After evaluating MSC tropism for wounding events, we investigated this phenomenon in breast and ovarian tumor microenvironments. Irrespective of tumor type, labeled hMSC displayed tropism and selective engraftment within the site(s) of tumor development. In all cases, tumor-bearing animals displayed a statistically significant greater ffLuc bioluminescent signal over the time courses examined when compared with their control, nontumor-bearing counterparts. These findings were consistent, though the immunocompetence of recipient mice, route of MSC administration, and route of tumor establishment differed among experiments. Interestingly, many of the MSC detected by IHC in all acute insult models were found clustered together, perhaps suggesting structural formation by MSC either migrating toward each other or proliferating at the site of inflammation. In support of potential MSC proliferation at the wound site, we previously demonstrated that MSC within the tumor microenvironment incorporate 5-bromo-2′-deoxyuridine, suggesting that tumor-produced mediators can stimulate MSC into proliferation [24] and subsequently contribute to tumor fibrovascular stromal components [50].

As we have previously described, MSC possess an innate tropism for sites of inflammation, including tumors and irradiated environments [2, 11, 24]. Herein, we used bioluminescent imaging to visualize MSC localization to inflamed tissue microenvironments by i.v. and i.p. administration in immunocompetent and immunocompromised mice. Given the specific tropism and selective engraftment of MSC observed under all conditions, one can envision the use of labeled infused MSC as a biodetector possessing an innate tropism for inflammatory-associated chemoattractants as well as inflammatory microenvironments, which could aid in the selection and monitoring of progression of treatment strategies. These important findings acquired through bioluminescent imaging in the lab may readily be transitioned to the clinic through the currently practiced imaging methods of positron emission tomography [40, 51, 52] and magnetic resonance imaging [53–55] that have already been validated for visualization of transplanted MSC.

Acknowledgements

Supported in part by grants from the National Cancer Institute (CA-109451 and Ca-116199 for F.C.M., CA-55164, CA-16672, and CA-49639 for M.A.) and by the Paul and Mary Haas Chair in Genetics (M.A.). S.K. is supported by the Rosalie B Hite Foundation. J.L.D. and F.C.M. are also supported in part by grants from the Susan G Komen Breast Cancer Foundation. E.L.S. is supported in part by the Army Department of Defense (BC083397).

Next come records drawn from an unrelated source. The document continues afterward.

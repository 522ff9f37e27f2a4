use crate::cluster::DetectorConfig;
use crate::core::{Lifecycle, Supervisor};
use crate::testkit::LogLevel;
use crate::{debug, trace, warn};
use parking_lot::Mutex;
use std::collections::BTreeMap;
use std::fmt::{Debug, Display};
use std::panic::{catch_unwind, AssertUnwindSafe};
use std::sync::atomic::{AtomicU64, Ordering};
use std::sync::Arc;
use tokio::time::{interval, sleep, Instant, MissedTickBehavior};

pub const LOG_LEVEL: LogLevel = LogLevel::Info;

/// Sends one heartbeat to one peer. Returns false if it could not even be handed off.
pub trait HeartbeatProbe<P>: Send + Sync {
  fn probe(&self, peer: &P) -> bool;
}

pub type FailureHandler<P> = Arc<dyn Fn(P) + Send + Sync>;

pub trait PeerId: Clone + Ord + Debug + Display + Send + Sync + 'static {}
impl<T: Clone + Ord + Debug + Display + Send + Sync + 'static> PeerId for T {}

#[derive(Clone, Copy, Debug, PartialEq, Eq)]
pub enum PeerState {
  /// Registered, nothing heard yet. The registration time counts as the last heartbeat.
  Waiting,
  Receiving,
  /// Failure reported; stays here until the peer answers again.
  Down,
}

struct PeerEntry {
  last_heartbeat_at: Instant,
  state: PeerState,
}

#[derive(Clone, Copy, Debug, Default, PartialEq, Eq)]
pub struct DetectorStats {
  pub sent: u64,
  pub received: u64,
  pub failures: u64,
  pub monitored: usize,
}

/// Timeout-based heartbeat failure detection over a set of peers.
///
/// Failure is edge-triggered: the handler runs once when a peer crosses the timeout, and again
/// only after the peer has answered in between.
pub struct FailureDetector<P: PeerId> {
  inner: Arc<DetectorInner<P>>,
}
impl<P: PeerId> Clone for FailureDetector<P> {
  fn clone(&self) -> Self {
    FailureDetector { inner: self.inner.clone() }
  }
}

struct DetectorInner<P: PeerId> {
  name: &'static str,
  config: DetectorConfig,
  probe: Arc<dyn HeartbeatProbe<P>>,
  on_failure: FailureHandler<P>,
  peers: Mutex<BTreeMap<P, PeerEntry>>,
  sup: Supervisor,
  life: Lifecycle,
  sent: AtomicU64,
  received: AtomicU64,
  failures: AtomicU64,
}

impl<P: PeerId> FailureDetector<P> {
  pub fn new(
    name: &'static str,
    config: DetectorConfig,
    probe: Arc<dyn HeartbeatProbe<P>>,
    on_failure: FailureHandler<P>,
    sup: Supervisor,
  ) -> FailureDetector<P> {
    FailureDetector {
      inner: Arc::new(DetectorInner {
        name,
        config,
        probe,
        on_failure,
        peers: Mutex::new(BTreeMap::new()),
        sup,
        life: Lifecycle::default(),
        sent: AtomicU64::new(0),
        received: AtomicU64::new(0),
        failures: AtomicU64::new(0),
      }),
    }
  }

  pub fn config(&self) -> &DetectorConfig {
    &self.inner.config
  }

  pub fn register_peer(&self, peer: P) {
    let mut peers = self.inner.peers.lock();
    peers
      .entry(peer)
      .and_modify(|e| {
        e.last_heartbeat_at = Instant::now();
        e.state = PeerState::Waiting;
      })
      .or_insert(PeerEntry { last_heartbeat_at: Instant::now(), state: PeerState::Waiting });
  }

  pub fn unregister_peer(&self, peer: &P) -> bool {
    self.inner.peers.lock().remove(peer).is_some()
  }

  pub fn clear(&self) {
    self.inner.peers.lock().clear();
  }

  /// Records an answer from `peer`. Unknown peers are ignored.
  pub fn record_response(&self, peer: &P) -> bool {
    let recovered = {
      let mut peers = self.inner.peers.lock();
      let entry = match peers.get_mut(peer) {
        Some(entry) => entry,
        None => {
          trace!(LOG_LEVEL, "{}: response from unmonitored {}", self.inner.name, peer);
          return false;
        }
      };
      let recovered = entry.state == PeerState::Down;
      entry.last_heartbeat_at = Instant::now();
      entry.state = PeerState::Receiving;
      recovered
    };
    self.inner.received.fetch_add(1, Ordering::Relaxed);
    if recovered {
      warn!(LOG_LEVEL, "{}: {} is responding again", self.inner.name, peer);
    }
    true
  }

  pub fn state(&self, peer: &P) -> Option<PeerState> {
    self.inner.peers.lock().get(peer).map(|e| e.state)
  }

  pub fn peers(&self) -> Vec<P> {
    self.inner.peers.lock().keys().cloned().collect()
  }

  /// Probes every registered peer once. Returns how many probes were handed off.
  pub fn send_heartbeats(&self) -> usize {
    let peers = self.peers();
    let sent = peers.iter().filter(|p| self.inner.probe.probe(p)).count();
    self.inner.sent.fetch_add(sent as u64, Ordering::Relaxed);
    if sent < peers.len() {
      debug!(LOG_LEVEL, "{}: {} of {} heartbeats not sent", self.inner.name, peers.len() - sent, peers.len());
    }
    sent
  }

  /// Reports every peer that has just crossed the timeout. Returns those peers.
  pub fn check_timeouts(&self) -> Vec<P> {
    let now = Instant::now();
    let timeout = self.inner.config.timeout;
    let failed = {
      let mut peers = self.inner.peers.lock();
      peers
        .iter_mut()
        .filter(|(_, e)| e.state != PeerState::Down && now.duration_since(e.last_heartbeat_at) > timeout)
        .map(|(p, e)| {
          e.state = PeerState::Down;
          p.clone()
        })
        .collect::<Vec<_>>()
    };
    for peer in &failed {
      self.inner.failures.fetch_add(1, Ordering::Relaxed);
      warn!(LOG_LEVEL, "{}: {} missed heartbeats for over {:?}", self.inner.name, peer, timeout);
      let handler = self.inner.on_failure.clone();
      let p = peer.clone();
      if catch_unwind(AssertUnwindSafe(|| handler(p))).is_err() {
        warn!(LOG_LEVEL, "{}: failure handler panicked for {}", self.inner.name, peer);
      }
    }
    failed
  }

  /// Starts the heartbeat and scan timers. No-op if already running.
  pub fn start(&self) {
    let token = match self.inner.life.begin(&self.inner.sup) {
      Some(token) => token,
      None => return,
    };
    let cfg = self.inner.config.clone();
    let hb = self.clone();
    self.inner.sup.spawn(token.clone(), async move {
      sleep(cfg.initial_delay).await;
      let mut ticker = interval(cfg.interval);
      ticker.set_missed_tick_behavior(MissedTickBehavior::Delay);
      loop {
        ticker.tick().await;
        hb.send_heartbeats();
      }
    });
    let cfg = self.inner.config.clone();
    let scan = self.clone();
    self.inner.sup.spawn(token, async move {
      sleep(cfg.initial_delay).await;
      let mut ticker = interval(cfg.scan_interval);
      ticker.set_missed_tick_behavior(MissedTickBehavior::Delay);
      loop {
        ticker.tick().await;
        scan.check_timeouts();
      }
    });
    debug!(LOG_LEVEL, "{}: started", self.inner.name);
  }

  /// Stops both timers. Idempotent; monitored peers are kept.
  pub fn stop(&self) {
    if self.inner.life.end() {
      debug!(LOG_LEVEL, "{}: stopped", self.inner.name);
    }
  }

  pub fn running(&self) -> bool {
    self.inner.life.running()
  }

  pub fn stats(&self) -> DetectorStats {
    DetectorStats {
      sent: self.inner.sent.load(Ordering::Relaxed),
      received: self.inner.received.load(Ordering::Relaxed),
      failures: self.inner.failures.load(Ordering::Relaxed),
      monitored: self.inner.peers.lock().len(),
    }
  }
}

#[cfg(test)]
use std::time::Duration;

#[cfg(test)]
struct CountingProbe(AtomicU64);
#[cfg(test)]
impl HeartbeatProbe<String> for CountingProbe {
  fn probe(&self, _: &String) -> bool {
    self.0.fetch_add(1, Ordering::SeqCst);
    true
  }
}

#[cfg(test)]
fn detector(sup: &Supervisor) -> (FailureDetector<String>, Arc<Mutex<Vec<String>>>, Arc<CountingProbe>) {
  let fired = Arc::new(Mutex::new(Vec::new()));
  let sink = fired.clone();
  let probe = Arc::new(CountingProbe(AtomicU64::new(0)));
  let cfg = DetectorConfig {
    interval: Duration::from_secs(1),
    timeout: Duration::from_secs(5),
    scan_interval: Duration::from_secs(1),
    initial_delay: Duration::ZERO,
  };
  let fd = FailureDetector::new(
    "test",
    cfg,
    probe.clone(),
    Arc::new(move |p: String| sink.lock().push(p)),
    sup.clone(),
  );
  (fd, fired, probe)
}

#[tokio::test(start_paused = true)]
async fn test_failure_is_edge_triggered() {
  let sup = Supervisor::new();
  let (fd, fired, _) = detector(&sup);
  fd.register_peer("w1".to_string());
  tokio::time::advance(Duration::from_secs(6)).await;
  assert_eq!(fd.check_timeouts(), vec!["w1".to_string()]);
  assert!(fd.check_timeouts().is_empty());
  tokio::time::advance(Duration::from_secs(30)).await;
  assert!(fd.check_timeouts().is_empty());
  assert_eq!(fired.lock().len(), 1);

  assert!(fd.record_response(&"w1".to_string()));
  assert_eq!(fd.state(&"w1".to_string()), Some(PeerState::Receiving));
  tokio::time::advance(Duration::from_secs(4)).await;
  assert!(fd.check_timeouts().is_empty());
  tokio::time::advance(Duration::from_secs(2)).await;
  assert_eq!(fd.check_timeouts().len(), 1);
  assert_eq!(*fired.lock(), vec!["w1".to_string(), "w1".to_string()]);
  assert_eq!(fd.stats().failures, 2);
  assert_eq!(fd.stats().received, 1);
}

#[tokio::test(start_paused = true)]
async fn test_timers_send_heartbeats_and_detect() {
  let sup = Supervisor::new();
  let (fd, fired, probe) = detector(&sup);
  fd.register_peer("a".to_string());
  fd.register_peer("b".to_string());
  fd.start();
  fd.start();
  for _ in 0..4 {
    tokio::time::sleep(Duration::from_secs(1)).await;
    fd.record_response(&"a".to_string());
  }
  for _ in 0..4 {
    tokio::time::sleep(Duration::from_secs(1)).await;
    fd.record_response(&"a".to_string());
  }
  assert_eq!(*fired.lock(), vec!["b".to_string()]);
  assert_eq!(fd.state(&"a".to_string()), Some(PeerState::Receiving));
  assert!(probe.0.load(Ordering::SeqCst) >= 14);
  assert!(fd.stats().sent >= 14);

  fd.stop();
  fd.stop();
  assert!(!fd.running());
  let sent = fd.stats().sent;
  tokio::time::sleep(Duration::from_secs(20)).await;
  assert_eq!(fd.stats().sent, sent);
  assert_eq!(fired.lock().len(), 1);
  assert!(sup.shutdown(Duration::from_secs(1)).await);
}

#[tokio::test(start_paused = true)]
async fn test_unknown_and_unregistered_peers() {
  let sup = Supervisor::new();
  let (fd, fired, _) = detector(&sup);
  assert!(!fd.record_response(&"ghost".to_string()));
  fd.register_peer("w1".to_string());
  assert!(fd.unregister_peer(&"w1".to_string()));
  tokio::time::advance(Duration::from_secs(60)).await;
  assert!(fd.check_timeouts().is_empty());
  assert!(fired.lock().is_empty());
  assert_eq!(fd.stats().monitored, 0);
}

Jennifer Dembinski is currently affiliated with the Norwegian Centre for Stem Cell Research, Institute of Microbiology, Rikshospitalet, Forskningsparken, Gaustadalléen, Oslo, Norway. Martin Dietrich is currently affiliated with the University of Texas Southwestern Medical Center, Dallas, Texas. Michael Weil is currently affiliated with the Department of Environmental and Radiological Health Sciences, Colorado State University, Fort Collins, Colorado.

DISCLOSURE OF POTENTIAL CONFLICTS OF INTEREST

The authors indicate no potential conflicts of interest.